**What needs to be done**
First find the line with "self.columns.iter().filter(|c| c.is_primary_key).collect()" in the entries below, then set down exactly every line through the line with "referenced tables first.", that line included.

**Entries provided**

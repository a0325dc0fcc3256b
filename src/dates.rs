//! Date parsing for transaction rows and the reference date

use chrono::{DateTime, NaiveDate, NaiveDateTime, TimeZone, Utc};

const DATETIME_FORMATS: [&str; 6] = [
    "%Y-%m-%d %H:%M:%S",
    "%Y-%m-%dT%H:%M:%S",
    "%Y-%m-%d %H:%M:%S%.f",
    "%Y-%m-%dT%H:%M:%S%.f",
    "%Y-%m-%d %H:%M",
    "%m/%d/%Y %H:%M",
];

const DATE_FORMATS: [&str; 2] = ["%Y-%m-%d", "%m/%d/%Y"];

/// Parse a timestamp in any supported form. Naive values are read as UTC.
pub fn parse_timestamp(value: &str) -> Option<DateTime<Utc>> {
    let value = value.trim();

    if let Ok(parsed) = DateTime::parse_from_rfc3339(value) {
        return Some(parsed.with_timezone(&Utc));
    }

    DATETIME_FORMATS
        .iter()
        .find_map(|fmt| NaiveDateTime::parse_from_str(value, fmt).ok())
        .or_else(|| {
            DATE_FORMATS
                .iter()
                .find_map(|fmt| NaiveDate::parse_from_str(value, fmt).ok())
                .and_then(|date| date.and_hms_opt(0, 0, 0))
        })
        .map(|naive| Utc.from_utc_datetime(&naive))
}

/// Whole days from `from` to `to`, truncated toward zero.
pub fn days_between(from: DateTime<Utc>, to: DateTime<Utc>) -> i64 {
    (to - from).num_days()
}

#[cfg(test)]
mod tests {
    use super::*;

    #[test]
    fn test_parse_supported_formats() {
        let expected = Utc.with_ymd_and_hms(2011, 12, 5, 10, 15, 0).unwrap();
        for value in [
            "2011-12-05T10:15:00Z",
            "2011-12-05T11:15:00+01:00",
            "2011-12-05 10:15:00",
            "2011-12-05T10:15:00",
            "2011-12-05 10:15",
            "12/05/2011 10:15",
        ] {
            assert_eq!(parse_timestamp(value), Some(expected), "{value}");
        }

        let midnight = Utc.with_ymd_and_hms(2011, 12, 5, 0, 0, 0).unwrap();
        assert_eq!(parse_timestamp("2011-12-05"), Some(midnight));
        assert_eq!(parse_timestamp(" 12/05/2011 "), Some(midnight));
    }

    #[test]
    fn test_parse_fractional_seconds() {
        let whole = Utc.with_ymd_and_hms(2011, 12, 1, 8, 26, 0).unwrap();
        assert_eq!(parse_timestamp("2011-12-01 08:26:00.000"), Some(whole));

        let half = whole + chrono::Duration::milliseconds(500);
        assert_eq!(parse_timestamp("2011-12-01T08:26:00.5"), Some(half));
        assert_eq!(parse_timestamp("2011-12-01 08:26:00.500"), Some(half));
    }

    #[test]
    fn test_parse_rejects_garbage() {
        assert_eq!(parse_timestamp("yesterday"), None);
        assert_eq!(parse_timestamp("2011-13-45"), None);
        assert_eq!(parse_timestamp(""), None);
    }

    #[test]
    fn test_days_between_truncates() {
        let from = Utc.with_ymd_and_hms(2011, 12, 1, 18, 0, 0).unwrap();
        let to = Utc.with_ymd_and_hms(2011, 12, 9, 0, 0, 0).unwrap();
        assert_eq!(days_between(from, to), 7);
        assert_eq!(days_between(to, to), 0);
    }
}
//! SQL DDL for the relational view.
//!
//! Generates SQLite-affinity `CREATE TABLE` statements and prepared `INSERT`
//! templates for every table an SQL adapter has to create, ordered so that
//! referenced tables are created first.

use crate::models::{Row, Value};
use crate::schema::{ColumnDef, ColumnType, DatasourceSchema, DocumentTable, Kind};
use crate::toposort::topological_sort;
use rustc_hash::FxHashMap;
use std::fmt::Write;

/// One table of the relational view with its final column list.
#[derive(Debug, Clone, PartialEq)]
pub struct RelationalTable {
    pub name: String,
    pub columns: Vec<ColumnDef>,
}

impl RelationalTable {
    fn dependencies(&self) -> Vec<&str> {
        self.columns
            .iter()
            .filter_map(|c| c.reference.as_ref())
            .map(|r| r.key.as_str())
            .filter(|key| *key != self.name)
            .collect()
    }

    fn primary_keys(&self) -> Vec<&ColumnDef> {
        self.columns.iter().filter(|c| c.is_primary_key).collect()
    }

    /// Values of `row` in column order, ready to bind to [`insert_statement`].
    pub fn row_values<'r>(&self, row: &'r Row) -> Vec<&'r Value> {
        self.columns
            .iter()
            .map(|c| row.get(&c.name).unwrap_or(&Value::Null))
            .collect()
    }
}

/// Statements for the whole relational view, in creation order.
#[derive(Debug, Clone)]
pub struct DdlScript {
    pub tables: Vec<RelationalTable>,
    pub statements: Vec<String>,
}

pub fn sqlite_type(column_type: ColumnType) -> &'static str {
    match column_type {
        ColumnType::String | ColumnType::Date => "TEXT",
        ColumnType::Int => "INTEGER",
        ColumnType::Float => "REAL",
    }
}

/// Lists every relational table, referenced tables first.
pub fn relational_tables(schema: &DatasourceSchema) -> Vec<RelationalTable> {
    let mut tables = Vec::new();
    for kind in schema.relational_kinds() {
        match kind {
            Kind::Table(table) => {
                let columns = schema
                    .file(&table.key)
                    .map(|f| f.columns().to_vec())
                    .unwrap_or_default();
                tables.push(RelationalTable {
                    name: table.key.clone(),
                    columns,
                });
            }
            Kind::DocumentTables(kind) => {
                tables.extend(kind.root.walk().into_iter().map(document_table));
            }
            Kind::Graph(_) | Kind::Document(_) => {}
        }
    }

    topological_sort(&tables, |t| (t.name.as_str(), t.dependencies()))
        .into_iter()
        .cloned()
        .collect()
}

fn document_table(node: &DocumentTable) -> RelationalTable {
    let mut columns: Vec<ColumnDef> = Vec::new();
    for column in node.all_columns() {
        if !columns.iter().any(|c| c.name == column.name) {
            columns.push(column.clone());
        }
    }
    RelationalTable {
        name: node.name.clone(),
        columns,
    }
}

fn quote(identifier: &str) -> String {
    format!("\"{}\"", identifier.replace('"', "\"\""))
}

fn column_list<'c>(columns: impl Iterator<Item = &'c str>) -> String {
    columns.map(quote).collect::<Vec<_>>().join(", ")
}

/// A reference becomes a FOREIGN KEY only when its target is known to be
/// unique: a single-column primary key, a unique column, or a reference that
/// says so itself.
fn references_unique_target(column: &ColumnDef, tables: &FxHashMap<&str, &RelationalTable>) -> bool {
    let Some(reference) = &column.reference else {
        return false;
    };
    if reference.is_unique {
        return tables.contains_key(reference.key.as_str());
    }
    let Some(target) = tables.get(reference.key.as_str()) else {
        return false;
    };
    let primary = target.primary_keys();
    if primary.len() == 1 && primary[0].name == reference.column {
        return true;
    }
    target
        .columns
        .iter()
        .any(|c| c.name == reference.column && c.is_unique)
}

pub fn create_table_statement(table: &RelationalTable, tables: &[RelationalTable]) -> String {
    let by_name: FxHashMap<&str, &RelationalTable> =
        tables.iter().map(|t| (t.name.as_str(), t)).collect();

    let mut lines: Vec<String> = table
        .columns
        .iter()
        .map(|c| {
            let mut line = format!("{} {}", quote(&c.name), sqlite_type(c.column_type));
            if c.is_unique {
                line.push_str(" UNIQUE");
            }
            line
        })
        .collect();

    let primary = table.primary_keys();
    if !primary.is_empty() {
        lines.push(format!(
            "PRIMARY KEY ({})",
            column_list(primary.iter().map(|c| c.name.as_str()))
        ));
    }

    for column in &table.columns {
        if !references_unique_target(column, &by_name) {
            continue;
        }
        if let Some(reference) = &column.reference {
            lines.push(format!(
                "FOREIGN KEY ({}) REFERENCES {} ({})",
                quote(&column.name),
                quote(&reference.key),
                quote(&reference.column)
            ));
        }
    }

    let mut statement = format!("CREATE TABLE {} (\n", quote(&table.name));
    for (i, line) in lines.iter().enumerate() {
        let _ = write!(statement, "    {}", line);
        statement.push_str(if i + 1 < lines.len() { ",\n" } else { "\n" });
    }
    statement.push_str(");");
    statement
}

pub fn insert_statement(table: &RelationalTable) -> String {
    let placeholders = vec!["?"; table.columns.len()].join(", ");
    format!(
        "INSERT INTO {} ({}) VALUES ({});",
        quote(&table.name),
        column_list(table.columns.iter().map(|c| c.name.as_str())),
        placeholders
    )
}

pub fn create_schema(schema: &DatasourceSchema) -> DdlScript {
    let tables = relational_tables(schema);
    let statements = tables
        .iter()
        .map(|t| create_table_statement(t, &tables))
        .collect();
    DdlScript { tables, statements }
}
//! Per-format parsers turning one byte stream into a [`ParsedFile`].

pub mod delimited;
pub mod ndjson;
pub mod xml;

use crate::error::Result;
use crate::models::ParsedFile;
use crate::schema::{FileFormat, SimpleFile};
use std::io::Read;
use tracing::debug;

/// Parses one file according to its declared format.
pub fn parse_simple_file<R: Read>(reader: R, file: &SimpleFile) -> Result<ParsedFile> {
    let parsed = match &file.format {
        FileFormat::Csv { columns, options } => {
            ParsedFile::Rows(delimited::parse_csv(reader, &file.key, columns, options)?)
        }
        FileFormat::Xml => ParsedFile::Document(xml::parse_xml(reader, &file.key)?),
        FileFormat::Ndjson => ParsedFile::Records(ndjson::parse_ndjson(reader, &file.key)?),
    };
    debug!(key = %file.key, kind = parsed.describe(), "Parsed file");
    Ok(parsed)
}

**Solution below**
        self.columns.iter().filter(|c| c.is_primary_key).collect()
    }

    /// Values of `row` in column order, ready to bind to [`insert_statement`].
    pub fn row_values<'r>(&self, row: &'r Row) -> Vec<&'r Value> {
        self.columns
            .iter()
            .map(|c| row.get(&c.name).unwrap_or(&Value::Null))
            .collect()
    }
}

/// Statements for the whole relational view, in creation order.
#[derive(Debug, Clone)]
pub struct DdlScript {
    pub tables: Vec<RelationalTable>,
    pub statements: Vec<String>,
}

pub fn sqlite_type(column_type: ColumnType) -> &'static str {
    match column_type {
        ColumnType::String | ColumnType::Date => "TEXT",
        ColumnType::Int => "INTEGER",
        ColumnType::Float => "REAL",
    }
}

/// Lists every relational table, referenced tables first.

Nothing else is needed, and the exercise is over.